ABOUT THIS TASK
Each line with the string "invocationStates" is to be copied from the records below.
___ DATA PROVIDED ___
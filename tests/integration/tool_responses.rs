use std::path::PathBuf;

use pizzaz_mcp::{
    lib::errors::WidgetInputError,
    server::config::WidgetsSection,
    widgets::{build_tool_response, builtin_catalog, WidgetToolInput},
};
use serde_json::{json, Value};

use crate::common;

fn arguments(value: Value) -> serde_json::Map<String, Value> {
    match value {
        Value::Object(map) => map,
        other => panic!("arguments fixture must be an object, got {other}"),
    }
}

#[test]
fn end_to_end_pizza_map_invocation() {
    let catalog = common::pizza_map_catalog();
    let widget = catalog
        .lookup_by_id("pizza-map")
        .expect("pizza-map should be registered");
    let args = arguments(json!({ "topping": "pepperoni" }));
    let input = WidgetToolInput::from_arguments(Some(&args)).expect("input should validate");

    let wire = serde_json::to_value(build_tool_response(widget, &input))
        .expect("tool result should serialize");

    assert_eq!(
        wire["content"][0]["text"].as_str(),
        Some("Found nearby pizzerias on the map")
    );
    assert_eq!(
        wire["_meta"]["openai/outputTemplate"].as_str(),
        Some("http://x/pizzaz.html")
    );
}

#[test]
fn every_builtin_widget_response_points_at_its_own_template() {
    let widgets = WidgetsSection {
        base_url: "http://localhost:4444".to_string(),
        assets_dir: PathBuf::from("assets"),
    };
    let catalog = builtin_catalog(&widgets).expect("built-in catalog should build");
    let input = WidgetToolInput {
        topping: "mushroom".to_string(),
    };

    for widget in catalog.list_all() {
        let wire = serde_json::to_value(build_tool_response(widget, &input))
            .expect("tool result should serialize");

        assert_eq!(
            wire["_meta"]["openai/outputTemplate"].as_str(),
            Some(widget.template_uri.as_str()),
            "widget {}",
            widget.id
        );
        assert_eq!(
            wire["_meta"]["openai/resultCanProduceWidget"].as_bool(),
            Some(true),
            "widget {}",
            widget.id
        );
    }
}

#[test]
fn builtin_widgets_carry_invocation_hints() {
    let widgets = WidgetsSection {
        base_url: "http://localhost:4444".to_string(),
        assets_dir: PathBuf::from("assets"),
    };
    let catalog = builtin_catalog(&widgets).expect("built-in catalog should build");
    let input = WidgetToolInput {
        topping: "olive".to_string(),
    };
    let widget = catalog
        .lookup_by_id("pizza-carousel")
        .expect("pizza-carousel should be registered");

    let wire = serde_json::to_value(build_tool_response(widget, &input))
        .expect("tool result should serialize");

    assert_eq!(
        wire["_meta"]["openai/invocationStates"]["invoking"].as_str(),
        Some("Loading pizza carousel...")
    );
    assert_eq!(
        wire["_meta"]["openai/invocationStates"]["invoked"].as_str(),
        Some("Here's your pizza carousel")
    );
}

#[test]
fn missing_required_field_yields_no_response() {
    let args = arguments(json!({ "size": "large" }));

    let error = WidgetToolInput::from_arguments(Some(&args))
        .expect_err("missing topping must fail validation");

    assert_eq!(error, WidgetInputError::MissingField { field: "topping" });
}

#[test]
fn wrong_kind_field_yields_no_response() {
    let args = arguments(json!({ "topping": ["pepperoni"] }));

    let error = WidgetToolInput::from_arguments(Some(&args))
        .expect_err("array topping must fail validation");

    assert_eq!(
        error,
        WidgetInputError::InvalidKind {
            field: "topping",
            expected: "string"
        }
    );
}

#[test]
fn structured_echo_matches_the_second_content_block() {
    let catalog = common::pizza_map_catalog();
    let widget = catalog
        .lookup_by_id("pizza-map")
        .expect("pizza-map should be registered");
    let input = WidgetToolInput {
        topping: "anchovy".to_string(),
    };

    let wire = serde_json::to_value(build_tool_response(widget, &input))
        .expect("tool result should serialize");

    let echo_block: Value = serde_json::from_str(
        wire["content"][1]["text"]
            .as_str()
            .expect("second content block should be text"),
    )
    .expect("echo block should be JSON");

    assert_eq!(wire["structuredContent"], echo_block);
    assert_eq!(
        echo_block,
        json!({ "topping": "anchovy", "widget": "pizza-map" })
    );
}
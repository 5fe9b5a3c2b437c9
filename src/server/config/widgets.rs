use std::path::{Path, PathBuf};

use serde::Deserialize;

use crate::lib::errors::ConfigError;

pub const DEFAULT_BASE_URL: &str = "http://localhost:4444";
pub const DEFAULT_ASSETS_DIR: &str = "assets";

/// Widget template settings.
#[derive(Debug, Clone)]
pub struct WidgetsSection {
    /// Base URL each widget's template URI is composed from.
    pub base_url: String,
    /// Directory the widget HTML documents are read from at startup.
    pub assets_dir: PathBuf,
}

#[derive(Debug, Deserialize, Default)]
pub struct RawWidgetsSection {
    pub base_url: Option<String>,
    pub assets_dir: Option<PathBuf>,
}

pub fn parse_widgets_section(
    raw: Option<RawWidgetsSection>,
    path: &Path,
) -> Result<WidgetsSection, ConfigError> {
    let widgets_raw = raw.unwrap_or_default();

    let base_url = widgets_raw
        .base_url
        .unwrap_or_else(|| DEFAULT_BASE_URL.to_string());
    let base_url = base_url.trim().trim_end_matches('/').to_string();
    if base_url.is_empty() {
        return Err(ConfigError::InvalidField {
            path: path.to_path_buf(),
            field: "widgets.base_url",
            message: "Provide a non-empty base URL for widget templates".into(),
        });
    }

    let assets_dir = widgets_raw
        .assets_dir
        .unwrap_or_else(|| PathBuf::from(DEFAULT_ASSETS_DIR));
    if assets_dir.as_os_str().is_empty() {
        return Err(ConfigError::InvalidField {
            path: path.to_path_buf(),
            field: "widgets.assets_dir",
            message: "Provide a non-empty assets directory".into(),
        });
    }

    Ok(WidgetsSection {
        base_url,
        assets_dir,
    })
}
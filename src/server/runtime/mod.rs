//! MCP server startup and the catalog-backed request handler.
mod server_info;
mod startup;
mod widget_server;

pub use server_info::build_instructions;
pub use startup::{run_server, RuntimeExit};
pub use widget_server::{WidgetServer, WIDGET_MIME_TYPE};
use std::path::PathBuf;

use pizzaz_mcp::widgets::{WidgetCatalog, WidgetHints, WidgetRecord};

pub fn fixture(relative: &str) -> PathBuf {
    PathBuf::from(env!("CARGO_MANIFEST_DIR")).join(relative)
}

/// The single-widget catalog used by the end-to-end lookup/build scenarios.
pub fn pizza_map_catalog() -> WidgetCatalog {
    WidgetCatalog::new(vec![pizza_map_record()]).expect("single-record catalog should build")
}

pub fn pizza_map_record() -> WidgetRecord {
    WidgetRecord {
        id: "pizza-map".to_string(),
        title: "Pizza Map".to_string(),
        description: "Show a map of nearby pizzerias".to_string(),
        template_uri: "http://x/pizzaz.html".to_string(),
        html: "<div>Pizza Map Widget HTML would be loaded here</div>".to_string(),
        response_text: "Found nearby pizzerias on the map".to_string(),
        hints: WidgetHints::default(),
    }
}
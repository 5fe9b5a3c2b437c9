use tracing::{debug, info};

use super::{ServerConfig, CONFIG_ENV_KEY, DEFAULT_CONFIG_PATH};

pub fn log_config_source(path: &std::path::Path, explicit: bool) {
    if explicit {
        info!(
            target: "pizzaz_mcp::config",
            path = %path.display(),
            "Loading configuration from an explicitly named file"
        );
    } else {
        debug!(
            target: "pizzaz_mcp::config",
            path = %path.display(),
            env = CONFIG_ENV_KEY,
            default = DEFAULT_CONFIG_PATH,
            "MCP_CONFIG_PATH not set; using default config.toml when present"
        );
    }
}

pub fn log_loaded(config: &ServerConfig) {
    info!(
        target: "pizzaz_mcp::config",
        path = %config.source_path.display(),
        host = %config.server.host,
        port = config.server.port,
        widget_base_url = %config.widgets.base_url,
        assets_dir = %config.widgets.assets_dir.display(),
        cors_origins = config.cors.allowed_origins.len(),
        "Configuration loaded successfully"
    );
}
use std::fs;

use pizzaz_mcp::{
    server::config::WidgetsSection,
    widgets::{builtin_catalog, load_widget_html, placeholder_document},
};
use tempfile::tempdir;

use crate::common;

#[test]
fn missing_asset_file_loads_a_placeholder_naming_the_file() {
    let temp = tempdir().expect("can create temp directory");

    let html = load_widget_html(temp.path(), "pizzaz-albums.html");

    assert!(html.contains("pizzaz-albums.html"), "html: {html}");
    assert_eq!(html, placeholder_document("pizzaz-albums.html"));
}

#[test]
fn bundled_assets_are_loaded_for_the_builtin_catalog() {
    let widgets = WidgetsSection {
        base_url: "http://localhost:4444".to_string(),
        assets_dir: common::fixture("assets"),
    };

    let catalog = builtin_catalog(&widgets).expect("built-in catalog should build");
    let map = catalog
        .lookup_by_id("pizza-map")
        .expect("pizza-map should be registered");

    assert!(map.html.contains("Pizza Map"), "html: {}", map.html);
}

#[test]
fn partially_populated_assets_mix_real_files_and_placeholders() {
    let temp = tempdir().expect("can create temp directory");
    fs::write(temp.path().join("pizzaz-list.html"), "<ol><li>margherita</li></ol>")
        .expect("can write asset");

    let widgets = WidgetsSection {
        base_url: "http://localhost:4444".to_string(),
        assets_dir: temp.path().to_path_buf(),
    };
    let catalog = builtin_catalog(&widgets).expect("built-in catalog should build");

    let list = catalog
        .lookup_by_id("pizza-list")
        .expect("pizza-list should be registered");
    assert_eq!(list.html, "<ol><li>margherita</li></ol>");

    let map = catalog
        .lookup_by_id("pizza-map")
        .expect("pizza-map should be registered");
    assert_eq!(map.html, placeholder_document("pizzaz.html"));
}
___
ANSWER
        wire["_meta"]["openai/invocationStates"]["invoking"].as_str(),
        wire["_meta"]["openai/invocationStates"]["invoked"].as_str(),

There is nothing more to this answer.